Sony had a one-year head start with its mid-gen upgrade, but Microsoft has made strides with the Xbox One X. I never considered owning an Xbox One in the past due to its anemic exclusive library and weaker hardware than the PS4 family of systems. The Xbox One X, however, changed everything. As a console only gamer, Microsoft’s upgraded console has done a lot in the past year.

Honoring the Past

Backwards compatibility deserves more credit than it gets. It’s a feature Xbox fanboys have touted since its inception, but the Xbox One X dramatically enhances its use case. Over two dozen Xbox 360 titles run at nine times their original resolution. In cases whereby the games originally ran at 720p, you’re now getting native 4K from your original 360 disc. Games that ran at sub HD resolutions, like the original Final Fantasy 13, still come in at a respectable 1728p with two times MSAA. For the unaware folk, here’s a list of the currently enhanced Xbox 360 titles.

  • Final Fantasy 13, 13-2, and Lightning Returns
  • Civilization Revolution
  • The Orange Box
  • Portal: Still Alive and Portal 2
  • Left 4 Dead and Left 4 Dead 2
  • Red Dead Redemption
  • Star Wars: The Force Unleashed
  • Darksiders
  • Gears of War 2 and 3
  • Sonic Generations
  • Crackdown
  • Fable Anniversary
  • Halo 3
  • The Elder Scrolls 4: Oblivion
  • Skate 3
  • Forza Horizon
  • The Witcher 2
  • Mirror’s Edge
  • Fallout 3
  • Assassin’s Creed


That’s a pretty impressive list of free remasters. The good news continues to pile on with original Xbox games. Unlike Xbox 360 games, which require an update, all 31 original Xbox games run at 16 times their original resolution through whatever emulation software Microsoft is using. To be fair, base console owners do get a four times resolution increase, but that’s pretty meager when dealing with SD resolutions.

Even non-enhanced Xbox 360 games benefit from the X’s forced 16 times Anisotropic Filtering and raw GPU grunt powering past any performance issues the games might have had on original hardware. The Xbox One X is a treasure trove for people that still love older games for older platforms. As a person that never finished the original Final Fantasy 13 and skipped its sequels, revisiting the trilogy with such impeccable image quality has been a blast.

The Xbox One X Delivered
As an unsatisfied PS4 Pro owner, I worried about the Xbox One X’s staying power. I can safely state, however, that the Xbox One X difference has been monumental. Over the past year, I have been more consistently impressed jumping from the PS4 Pro to the Xbox One X than when I jumped from the standard PS4 to the PS4 Pro. Despite a smaller spec boost between the two mid-gen consoles, the X has impressed me considerably more than the Pro when it was top dog.
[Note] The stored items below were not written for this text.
use std::cmp::Ordering;
use std::sync::Arc;

use anyhow::{anyhow, bail, Context};
use colored::Colorize;
use ow_namespace::{
    Align, Attributes, CallerContext, Column, CompareOutcome, DirectoryRecordSource,
    DisplayMode, FsPathResolver, NamespaceConfig, NamespaceProvider, RecordSource,
    StaticRecordSource,
};
use ow_pidl::{codec, IdChain, IdList, ItemRef};
use ow_types::{HeapAllocator, Record};
use serde_json::json;

use crate::cli::*;

pub fn run_command(cli: Cli) -> anyhow::Result<()> {
    let mut provider = build_provider(&cli)?;
    let caller = match &cli.caller {
        Some(location) => CallerContext::at(location.as_str()),
        None => CallerContext::default(),
    };
    let items = provider.enumerate(&caller)?.next_batch(usize::MAX)?.items;

    match cli.command {
        Command::List(args) => cmd_list(&provider, items, args, cli.format),
        Command::Dump => cmd_dump(&items, cli.format),
        Command::Show(args) => cmd_show(&provider, find(&items, args.rank)?, cli.format),
        Command::Bind(args) => cmd_bind(&provider, find(&items, args.rank)?, cli.format),
        Command::Transfer(args) => {
            cmd_transfer(&mut provider, find(&items, args.rank)?, cli.format)
        }
    }
}

fn build_provider(cli: &Cli) -> anyhow::Result<NamespaceProvider> {
    let source: Arc<dyn RecordSource> = match (&cli.records, &cli.dir) {
        (Some(path), _) => Arc::new(
            StaticRecordSource::load(path)
                .with_context(|| format!("loading records from {}", path.display()))?,
        ),
        (None, Some(dir)) => Arc::new(DirectoryRecordSource::new(dir)),
        (None, None) => bail!("a record source is required: pass --records <file> or --dir <path>"),
    };
    let config = match &cli.config {
        Some(path) => NamespaceConfig::load(path)
            .with_context(|| format!("loading config from {}", path.display()))?,
        None => NamespaceConfig::default(),
    };
    Ok(NamespaceProvider::new(
        source,
        Arc::new(FsPathResolver),
        Arc::new(HeapAllocator),
        config,
    ))
}

fn find(items: &[IdList], rank: u16) -> anyhow::Result<&IdList> {
    items
        .iter()
        .find(|id| codec::rank(&id.as_chain()).is_ok_and(|r| r == rank))
        .ok_or_else(|| anyhow!("no item with rank {rank}"))
}

fn record_of(id: &IdList) -> anyhow::Result<Record> {
    ItemRef::classify(id.as_chain())?
        .record()
        .cloned()
        .ok_or_else(|| anyhow!("identifier is not an item of this namespace"))
}

fn pad(text: &str, align: Align, width: usize) -> String {
    match align {
        Align::Left => format!("{text:<width$}"),
        Align::Right => format!("{text:>width$}"),
    }
}

fn cmd_list(
    provider: &NamespaceProvider,
    mut items: Vec<IdList>,
    args: ListArgs,
    format: OutputFormat,
) -> anyhow::Result<()> {
    let key = match args.sort {
        SortColumn::Name => Column::Name,
        SortColumn::Path => Column::Path,
        SortColumn::Rank => Column::Rank,
    }
    .index();

    let mut failure = None;
    items.sort_by(|a, b| match provider.compare(key, a.as_chain(), b.as_chain()) {
        Ok(CompareOutcome::Ordered(ordering)) => ordering,
        Ok(CompareOutcome::Unordered) => Ordering::Greater,
        Err(err) => {
            failure.get_or_insert(err);
            Ordering::Equal
        }
    });
    if let Some(err) = failure {
        return Err(err.into());
    }
    if args.reverse {
        items.reverse();
    }

    if format == OutputFormat::Json {
        let records = items.iter().map(record_of).collect::<anyhow::Result<Vec<_>>>()?;
        println!("{}", serde_json::to_string_pretty(&records)?);
        return Ok(());
    }

    let columns = provider.columns();
    let header: Vec<String> = columns
        .iter()
        .map(|c| pad(c.title, c.align, c.width_chars))
        .collect();
    println!("{}", header.join("  ").bold());
    for id in &items {
        let mut cells = Vec::with_capacity(columns.len());
        for info in &columns {
            let value = provider.column_value(id.as_chain(), info.column.index())?;
            let cell = pad(&value.text, value.align, info.width_chars);
            cells.push(match info.column {
                Column::Name => cell.cyan().to_string(),
                Column::Rank => cell.yellow().to_string(),
                Column::Path => cell,
            });
        }
        println!("{}", cells.join("  "));
    }
    println!("\n{} item(s)", items.len().to_string().bold());
    Ok(())
}

fn cmd_dump(items: &[IdList], format: OutputFormat) -> anyhow::Result<()> {
    let mut rows = Vec::with_capacity(items.len());
    for id in items {
        rows.push((codec::rank(&id.as_chain())?, hex::encode(id.as_bytes())));
    }
    match format {
        OutputFormat::Json => {
            let out: Vec<_> = rows
                .iter()
                .map(|(rank, bytes)| json!({ "rank": rank, "bytes": bytes }))
                .collect();
            println!("{}", serde_json::to_string_pretty(&out)?);
        }
        OutputFormat::Text => {
            for (rank, bytes) in rows {
                println!("{:>6}  {}", rank.to_string().yellow(), bytes.dimmed());
            }
        }
    }
    Ok(())
}

fn cmd_show(provider: &NamespaceProvider, id: &IdList, format: OutputFormat) -> anyhow::Result<()> {
    let chain = id.as_chain();
    let modes = [
        ("normal", DisplayMode::NORMAL),
        ("in-folder", DisplayMode::IN_FOLDER),
        ("parsing", DisplayMode::NORMAL_PARSING),
        ("in-folder-parsing", DisplayMode::IN_FOLDER_PARSING),
    ];
    let mut names = Vec::with_capacity(modes.len());
    for (label, mode) in modes {
        names.push((label, provider.display_name(chain, mode)?.to_string_lossy()));
    }
    let attributes = provider.attributes_of(&[chain], Attributes::all());

    match format {
        OutputFormat::Json => {
            let names: serde_json::Map<_, _> = names
                .into_iter()
                .map(|(label, name)| (label.to_string(), json!(name)))
                .collect();
            let out = json!({
                "record": record_of(id)?,
                "display_names": names,
                "attributes": attributes.bits(),
                "attribute_names": attributes.iter_names().map(|(n, _)| n).collect::<Vec<_>>(),
            });
            println!("{}", serde_json::to_string_pretty(&out)?);
        }
        OutputFormat::Text => {
            println!("Item {}", chain.to_string().cyan().bold());
            for (label, name) in names {
                println!("  {:<18} {}", format!("{label}:"), name);
            }
            let flags: Vec<_> = attributes.iter_names().map(|(n, _)| n).collect();
            println!("  {:<18} {}", "attributes:", flags.join(" | ").green());
        }
    }
    Ok(())
}

fn cmd_bind(provider: &NamespaceProvider, id: &IdList, format: OutputFormat) -> anyhow::Result<()> {
    let folder = provider.bind(id.as_chain())?;
    match format {
        OutputFormat::Json => println!("{}", json!({ "location": folder.location() })),
        OutputFormat::Text => println!(
            "{} Bound {} to {}",
            "✓".green().bold(),
            id.as_chain().to_string().cyan(),
            folder.location().bold()
        ),
    }
    Ok(())
}

fn cmd_transfer(
    provider: &mut NamespaceProvider,
    id: &IdList,
    format: OutputFormat,
) -> anyhow::Result<()> {
    provider.initialize(IdChain::root())?;
    let package = provider.data_object(&[id.as_chain()])?;
    match format {
        OutputFormat::Json => {
            let out = json!({
                "size": package.as_bytes().len(),
                "parent": hex::encode(package.parent()?.as_bytes()),
                "item": hex::encode(package.item(0)?.as_bytes()),
                "bytes": hex::encode(package.as_bytes()),
            });
            println!("{}", serde_json::to_string_pretty(&out)?);
        }
        OutputFormat::Text => {
            println!(
                "{} Transfer package for {} ({} bytes)",
                "✓".green().bold(),
                id.as_chain().to_string().cyan(),
                package.as_bytes().len()
            );
            println!("  {}", hex::encode(package.as_bytes()).dimmed());
        }
    }
    Ok(())
}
This ultimately comes down to genius engineering. It costs $100 more than its competitor, but the return on that investment is well worth it. Featuring a massive 4.5 times raw GPU compute increase over its base console, Microsoft followed suit with other improvements. Bringing 12GB of GDDR 5 RAM and 326 GB/s of memory bandwidth to the table, Microsoft went all in with its premium console and its games bring the goods.

Hit After Hit

Comparing multiplatform titles across the Pro and X highlights where Sony went wrong and Microsoft went right. The Crash Bandicoot N. Sane Trilogy only runs at 1440p on the Pro while handing in native 4K on the X along with faster loading times. Wolfenstein 2 incorporates a dynamic resolution on all consoles with the X typically running at twice the resolution in identical scenes. Even the X’s worst-case scenario runs around 1656p, which is higher than the Pro’s 1440p peak.

Doom is another case of the Xbox One X demolishing the PS4 Pro’s lopsided hardware. Both employ dynamic resolutions. The Pro tops out at 1440p with the X topping out at native 4K with similar resolution differentials as those seen in Wolfenstein 2. Even in the biggest stress tests, the Xbox One X never drops as low as the PS4 Pro’s dynamic resolution limit. Keep in mind Doom also runs better on the Xbox One X even with the massive resolution boost draining resources.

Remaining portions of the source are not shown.